# WHAT NEEDS TO BE DONE
Set down all of the data that follows, keeping every character.

────

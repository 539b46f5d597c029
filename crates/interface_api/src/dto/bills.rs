//! Billing DTOs

use chrono::{DateTime, NaiveDate, Utc};
use rust_decimal::Decimal;
use serde::{Deserialize, Serialize};
use validator::Validate;

use core_kernel::{Currency, Money};
use domain_billing::{Bill, LineItem};

#[derive(Debug, Deserialize)]
pub struct LineItemDto {
    pub name: String,
    pub amount: Decimal,
}

#[derive(Debug, Deserialize, Validate)]
pub struct GenerateBillRequest {
    pub client_id: String,
    #[validate(length(min = 1, max = 500))]
    pub description: String,
    pub amount: Decimal,
    pub currency: Option<Currency>,
    pub due_date: NaiveDate,
    #[serde(default)]
    pub items: Vec<LineItemDto>,
}

impl GenerateBillRequest {
    pub fn currency(&self) -> Currency {
        self.currency.unwrap_or(Currency::PKR)
    }

    pub fn line_items(&self) -> Vec<LineItem> {
        let currency = self.currency();
        self.items
            .iter()
            .map(|item| LineItem::new(item.name.clone(), Money::new(item.amount, currency)))
            .collect()
    }
}

#[derive(Debug, Deserialize)]
pub struct ListBillsQuery {
    pub client_id: Option<String>,
}

#[derive(Debug, Serialize)]
pub struct LineItemResponse {
    pub id: String,
    pub name: String,
    pub amount: Decimal,
}

impl From<&LineItem> for LineItemResponse {
    fn from(item: &LineItem) -> Self {
        Self {
            id: item.id.to_string(),
            name: item.name.clone(),
            amount: item.amount.amount(),
        }
    }
}

/// Bill as surfaced to readers
///
/// The status field is the effective status: pending bills past their due
/// date read as overdue.
#[derive(Debug, Serialize)]
pub struct BillResponse {
    pub id: String,
    pub client_id: String,
    pub description: String,
    pub amount: Decimal,
    pub currency: String,
    pub due_date: NaiveDate,
    pub status: String,
    pub items: Vec<LineItemResponse>,
    pub generated_by: String,
    pub created_at: DateTime<Utc>,
    pub last_updated: DateTime<Utc>,
}

impl From<Bill> for BillResponse {
    fn from(bill: Bill) -> Self {
        let today = Utc::now().date_naive();
        Self {
            id: bill.id.to_string(),
            client_id: bill.client_id.to_string(),
            description: bill.description.clone(),
            amount: bill.amount.amount(),
            currency: bill.amount.currency().code().to_string(),
            due_date: bill.due_date,
            status: bill.effective_status(today).to_string(),
            items: bill.items.iter().map(Into::into).collect(),
            generated_by: bill.generated_by.to_string(),
            created_at: bill.created_at,
            last_updated: bill.last_updated,
        }
    }
}
//! Request middleware: bearer auth and audit logging.

use axum::{
    body::Body,
    extract::State,
    http::{header, Request, StatusCode},
    middleware::Next,
    response::Response,
};
use std::time::Instant;
use tracing::{info, warn};

use core_kernel::Actor;

use crate::AppState;

/// Validates the bearer token and places the resulting [`Actor`] into
/// request extensions for the handlers. Requests without a valid token
/// never reach a handler.
pub async fn auth_middleware(
    State(state): State<AppState>,
    mut request: Request<Body>,
    next: Next,
) -> Result<Response, StatusCode> {
    let token = match bearer_token(&request) {
        Some(token) => token,
        None => {
            warn!("Missing or invalid Authorization header");
            return Err(StatusCode::UNAUTHORIZED);
        }
    };

    let claims = match crate::auth::validate_token(token, &state.config.jwt_secret) {
        Ok(claims) => claims,
        Err(e) => {
            warn!("Token validation failed: {:?}", e);
            return Err(StatusCode::UNAUTHORIZED);
        }
    };

    match claims.actor() {
        Ok(actor) => {
            request.extensions_mut().insert(actor);
            Ok(next.run(request).await)
        }
        Err(e) => {
            warn!("Token claims rejected: {:?}", e);
            Err(StatusCode::UNAUTHORIZED)
        }
    }
}

fn bearer_token(request: &Request<Body>) -> Option<&str> {
    request
        .headers()
        .get(header::AUTHORIZATION)?
        .to_str()
        .ok()?
        .strip_prefix("Bearer ")
}

/// Logs every request with the acting user and role for the audit trail.
pub async fn audit_middleware(
    State(_state): State<AppState>,
    request: Request<Body>,
    next: Next,
) -> Response {
    let method = request.method().clone();
    let uri = request.uri().clone();
    let (user, role) = request
        .extensions()
        .get::<Actor>()
        .map(|a| (a.user_id.to_string(), a.role.to_string()))
        .unwrap_or_else(|| ("anonymous".to_string(), "none".to_string()));

    let start = Instant::now();
    let response = next.run(request).await;
    let status = response.status();

    info!(
        method = %method,
        uri = %uri,
        user = %user,
        role = %role,
        status = %status.as_u16(),
        duration_ms = start.elapsed().as_millis() as u64,
        "API request"
    );

    response
}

────

# WRITTEN ANSWER
repository 539b46f5d597c029
filename crates/interface_api/src/dto/bills.rs
//! Billing DTOs

use chrono::{DateTime, NaiveDate, Utc};
use rust_decimal::Decimal;
use serde::{Deserialize, Serialize};
use validator::Validate;

use core_kernel::{Currency, Money};
use domain_billing::{Bill, LineItem};

#[derive(Debug, Deserialize)]
pub struct LineItemDto {
    pub name: String,
    pub amount: Decimal,
}

#[derive(Debug, Deserialize, Validate)]
pub struct GenerateBillRequest {
    pub client_id: String,
    #[validate(length(min = 1, max = 500))]
    pub description: String,
    pub amount: Decimal,
    pub currency: Option<Currency>,
    pub due_date: NaiveDate,
    #[serde(default)]
    pub items: Vec<LineItemDto>,
}

impl GenerateBillRequest {
    pub fn currency(&self) -> Currency {
        self.currency.unwrap_or(Currency::PKR)
    }

    pub fn line_items(&self) -> Vec<LineItem> {
        let currency = self.currency();
        self.items
            .iter()
            .map(|item| LineItem::new(item.name.clone(), Money::new(item.amount, currency)))
            .collect()
    }
}

#[derive(Debug, Deserialize)]
pub struct ListBillsQuery {
    pub client_id: Option<String>,
}

#[derive(Debug, Serialize)]
pub struct LineItemResponse {
    pub id: String,
    pub name: String,
    pub amount: Decimal,
}

impl From<&LineItem> for LineItemResponse {
    fn from(item: &LineItem) -> Self {
        Self {
            id: item.id.to_string(),
            name: item.name.clone(),
            amount: item.amount.amount(),
        }
    }
}

/// Bill as surfaced to readers
///
/// The status field is the effective status: pending bills past their due
/// date read as overdue.
#[derive(Debug, Serialize)]
pub struct BillResponse {
    pub id: String,
    pub client_id: String,
    pub description: String,
    pub amount: Decimal,
    pub currency: String,
    pub due_date: NaiveDate,
    pub status: String,
    pub items: Vec<LineItemResponse>,
    pub generated_by: String,
    pub created_at: DateTime<Utc>,
    pub last_updated: DateTime<Utc>,
}

impl From<Bill> for BillResponse {
    fn from(bill: Bill) -> Self {
        let today = Utc::now().date_naive();
        Self {
            id: bill.id.to_string(),
            client_id: bill.client_id.to_string(),
            description: bill.description.clone(),
            amount: bill.amount.amount(),
            currency: bill.amount.currency().code().to_string(),
            due_date: bill.due_date,
            status: bill.effective_status(today).to_string(),
            items: bill.items.iter().map(Into::into).collect(),
            generated_by: bill.generated_by.to_string(),
            created_at: bill.created_at,
            last_updated: bill.last_updated,
        }
    }
}
//! Request middleware: bearer auth and audit logging.

use axum::{
    body::Body,
    extract::State,
    http::{header, Request, StatusCode},
    middleware::Next,
    response::Response,
};
use std::time::Instant;
use tracing::{info, warn};

use core_kernel::Actor;

use crate::AppState;

/// Validates the bearer token and places the resulting [`Actor`] into
/// request extensions for the handlers. Requests without a valid token
/// never reach a handler.
pub async fn auth_middleware(
    State(state): State<AppState>,
    mut request: Request<Body>,
    next: Next,
) -> Result<Response, StatusCode> {
    let token = match bearer_token(&request) {
        Some(token) => token,
        None => {
            warn!("Missing or invalid Authorization header");
            return Err(StatusCode::UNAUTHORIZED);
        }
    };

    let claims = match crate::auth::validate_token(token, &state.config.jwt_secret) {
        Ok(claims) => claims,
        Err(e) => {
            warn!("Token validation failed: {:?}", e);
            return Err(StatusCode::UNAUTHORIZED);
        }
    };

    match claims.actor() {
        Ok(actor) => {
            request.extensions_mut().insert(actor);
            Ok(next.run(request).await)
        }
        Err(e) => {
            warn!("Token claims rejected: {:?}", e);
            Err(StatusCode::UNAUTHORIZED)
        }
    }
}

fn bearer_token(request: &Request<Body>) -> Option<&str> {
    request
        .headers()
        .get(header::AUTHORIZATION)?
        .to_str()
        .ok()?
        .strip_prefix("Bearer ")
}

/// Logs every request with the acting user and role for the audit trail.
pub async fn audit_middleware(
    State(_state): State<AppState>,
    request: Request<Body>,
    next: Next,
) -> Response {
    let method = request.method().clone();
    let uri = request.uri().clone();
    let (user, role) = request
        .extensions()
        .get::<Actor>()
        .map(|a| (a.user_id.to_string(), a.role.to_string()))
        .unwrap_or_else(|| ("anonymous".to_string(), "none".to_string()));

    let start = Instant::now();
    let response = next.run(request).await;
    let status = response.status();

    info!(
        method = %method,
        uri = %uri,
        user = %user,
        role = %role,
        status = %status.as_u16(),
        duration_ms = start.elapsed().as_millis() as u64,
        "API request"
    );

    response
}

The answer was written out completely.